The Minneapolis Institute of Art supposedly is haunted already, but now it's bringing in more ghosts.
Contemporary art curator Bob Cozzolino has organized a touring show called "Supernatural America: The Paranormal in American Art," which Mia says is the first major museum exhibition to examine artists' relationship to the supernatural.
It's about the "idea that spirits are unsettled," and stick around to communicate, said Cozzolino.
"The show incorporates contemporary artists and their views and their voices in order to acknowledge contact between the spirit realm and the living and interplanetary beings in other dimensions. It's about fluidity in time, [and the] experience of the past that won't stay quiet, that needs to be reckoned with in some way."
"Supernatural America" will begin its spooky tour June 12 at the Toledo Museum of Art, then travel to the Speed Art Museum in Louisville, Ky., before winding up its run in Minneapolis Feb. 19-May 15, 2022.

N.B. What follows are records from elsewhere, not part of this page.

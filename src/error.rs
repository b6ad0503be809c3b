//! Typed errors and HTTP mapping.

use crate::store::StoreError;
use axum::http::StatusCode;
use thiserror::Error;

#[derive(Error, Debug)]
pub enum ConfigError {
    #[error("missing reference: {kind} '{id}'")]
    MissingReference { kind: &'static str, id: String },
    #[error("invalid primary key: entity {entity} column {column}")]
    InvalidPrimaryKey { entity: String, column: String },
    #[error("duplicate path segment: {0}")]
    DuplicatePathSegment(String),
    #[error("config load: {0}")]
    Load(String),
    #[error("validation: {0}")]
    Validation(String),
}

/// Request-level failure. `Api`, `Validation`, `NotFound` and `BadRequest` are domain
/// errors whose message reaches the client; the rest are answered generically.
#[derive(Error, Debug)]
pub enum AppError {
    #[error("{message}")]
    Api { status: StatusCode, message: String },
    #[error(transparent)]
    Config(#[from] ConfigError),
    #[error("not found: {0}")]
    NotFound(String),
    #[error("validation: {0}")]
    Validation(String),
    #[error("store: {0}")]
    Store(#[from] StoreError),
    #[error("bad request: {0}")]
    BadRequest(String),
    #[error("csv: {0}")]
    Csv(String),
}

impl AppError {
    pub fn api(status: StatusCode, message: impl Into<String>) -> Self {
        AppError::Api {
            status,
            message: message.into(),
        }
    }

    /// Status for domain errors; `None` for errors that must be answered generically.
    pub fn domain_status(&self) -> Option<StatusCode> {
        match self {
            AppError::Api { status, .. } => Some(*status),
            AppError::Validation(_) | AppError::NotFound(_) => Some(StatusCode::UNPROCESSABLE_ENTITY),
            AppError::BadRequest(_) => Some(StatusCode::BAD_REQUEST),
            AppError::Config(_) | AppError::Store(_) | AppError::Csv(_) => None,
        }
    }

    /// Message shown to clients for domain errors.
    pub fn client_message(&self) -> String {
        match self {
            AppError::Api { message, .. }
            | AppError::NotFound(message)
            | AppError::Validation(message)
            | AppError::BadRequest(message) => message.clone(),
            other => other.to_string(),
        }
    }
}

impl From<csv::Error> for AppError {
    fn from(e: csv::Error) -> Self {
        AppError::Csv(e.to_string())
    }
}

The show includes 150 works from the early 1800s to the present day by a wide range of American artists, from internationally recognized figures such as Betye Saar, Tony Oursler and John Jota Leaños to underrepresented artists. Some of those are 19th- and 20th-century "spirit artists," who say their art was made simply by allowing spirits to use them as mediums and guide them.
Sections on topics such as apparitions, channeling spirits and ritual, plural universes and UFOs dive in further to these mysterious worlds.
"The show is done with a point of view that respects artists and their point of view," said Cozzolino. "It's rooted in personal experience — of the artists with the spirits."